To top this all off, I was going to meet Daring Young Mom for dessert and coffee tonight...now, I won't even be able to do that. Me so sad.
Ok, I guess I will quit whining...had I researched, I could have printed my boarding pass off the internet, or I could have gotten there earlier....my bad.
Sigh...I hope that you all have FABULOUS Wednesdays...I know that mine will be too...eventually.
Baby Steps Part Deux
Well, I leave again tomorrow...I am VERY excited about my new job, but am getting a bit worn out by the MASS of information that I am getting, and the traveling....sigh. I will be possibly meeting a blogging friend this week, so that is keeping me going. She is VERY busy right now, but the possibility of meeting her, and knowing that there is someone I "know" close by brings me great comfort.
Ok, down to business.
Therapist last night dicussed my previous post...YES...I print these out for her. We talked about the "little girl", how old she was at this point, how scared she was on my last trip, how I am FINALLY able to see the difference between her and me...the seperation will aid me in holding her hand while she grows up. At this rate when I am 60, she will be in her late 30's...
Another very valuable conversation that we had was in reference to, as she calls it, "my little brain". Now, I know that she does not say this because she thinks I am small minded, but because my brain very closely resembles a housefly...it darts around from place to place at incredible speed, and with great effort.
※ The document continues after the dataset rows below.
//! On-disk token cache.
//!
//! Holds at most one entry in a single JSON file. Writes go to a temp file in
//! the same directory and are renamed over the target, so a concurrent reader
//! sees either the old file or the new one, never a partial write.

use std::io::Write;
use std::path::{Path, PathBuf};

use chrono::{DateTime, Utc};
use serde::{Deserialize, Serialize};
use tempfile::NamedTempFile;

use crate::error::CacheError;
use crate::token::TokenRecord;

/// The cache file contents.
#[derive(Debug, Clone, PartialEq, Eq, Serialize, Deserialize)]
pub struct CacheEntry {
    pub token: String,
    pub expiry: DateTime<Utc>,
    pub updated: DateTime<Utc>,
}

impl CacheEntry {
    pub fn from_record(record: &TokenRecord, updated: DateTime<Utc>) -> Self {
        Self {
            token: record.token.clone(),
            expiry: record.expiry,
            updated,
        }
    }

    /// Rebuild the in-memory record. `updated` stands in for the acquisition time.
    pub fn into_record(self) -> TokenRecord {
        TokenRecord {
            token: self.token,
            expiry: self.expiry,
            expiry_assumed: false,
            acquired_at: self.updated,
        }
    }
}

/// Single-entry token cache backed by a JSON file.
#[derive(Debug, Clone)]
pub struct TokenCache {
    path: PathBuf,
}

impl TokenCache {
    /// Cache at `~/.cache/tokenwarden/token.json`, or in the working
    /// directory when no cache directory is known.
    pub fn new() -> Self {
        let path = dirs::cache_dir()
            .map(|dir| dir.join("tokenwarden").join("token.json"))
            .unwrap_or_else(|| PathBuf::from(".tokenwarden_cache.json"));
        Self { path }
    }

    /// Create a cache at a custom file path.
    pub fn with_path(path: impl AsRef<Path>) -> Self {
        Self {
            path: path.as_ref().to_path_buf(),
        }
    }

    pub fn path(&self) -> &Path {
        &self.path
    }

    /// Load the cached entry, `Ok(None)` when there is no cache file.
    pub fn load(&self) -> Result<Option<CacheEntry>, CacheError> {
        let content = match std::fs::read_to_string(&self.path) {
            Ok(content) => content,
            Err(err) if err.kind() == std::io::ErrorKind::NotFound => return Ok(None),
            Err(source) => {
                return Err(CacheError::Read {
                    path: self.path.clone(),
                    source,
                })
            }
        };

        let entry = serde_json::from_str(&content).map_err(|source| CacheError::Parse {
            path: self.path.clone(),
            source,
        })?;

        Ok(Some(entry))
    }

    /// Replace the cache file with `entry`.
    pub fn store(&self, entry: &CacheEntry) -> Result<(), CacheError> {
        let write_err = |source| CacheError::Write {
            path: self.path.clone(),
            source,
        };

        let dir = match self.path.parent() {
            Some(dir) if !dir.as_os_str().is_empty() => dir.to_path_buf(),
            _ => PathBuf::from("."),
        };
        std::fs::create_dir_all(&dir).map_err(write_err)?;

        let content = serde_json::to_string_pretty(entry)
            .map_err(|e| write_err(std::io::Error::new(std::io::ErrorKind::InvalidData, e)))?;

        let mut tmp = NamedTempFile::new_in(&dir).map_err(write_err)?;
        tmp.write_all(content.as_bytes()).map_err(write_err)?;
        tmp.as_file().sync_all().map_err(write_err)?;
        tmp.persist(&self.path).map_err(|e| write_err(e.error))?;

        Ok(())
    }

    /// Remove the cache file if present.
    pub fn clear(&self) -> Result<(), CacheError> {
        match std::fs::remove_file(&self.path) {
            Ok(()) => Ok(()),
            Err(err) if err.kind() == std::io::ErrorKind::NotFound => Ok(()),
            Err(source) => Err(CacheError::Write {
                path: self.path.clone(),
                source,
            }),
        }
    }
}

impl Default for TokenCache {
    fn default() -> Self {
        Self::new()
    }
}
Bear with me...this will all have a point...
She gave me an example of her husband...who is also an anxious person...they were digging holes in their yard to plant some trees. Therapist...in her logical way...used a shovel...common sense. Well, her hubby decided that it would be faster to use a post hole digger...also not a terribly bad idea. They both dug away. He encountered some "user errors", and had to rig the digger to work effectively, then he came upon a rock, so the post hole digger placed aside, he had to address the rock issue....and so on...he became VERY focused on the issue at hand...the ever changing issue....this is anxiety at it's finest...not really like ADD, but similar. In the time he was focused on his ONE hole, she had completed several...because she didn't allow the same speed bumps that he encountered to let her lose focus on the bigger picture.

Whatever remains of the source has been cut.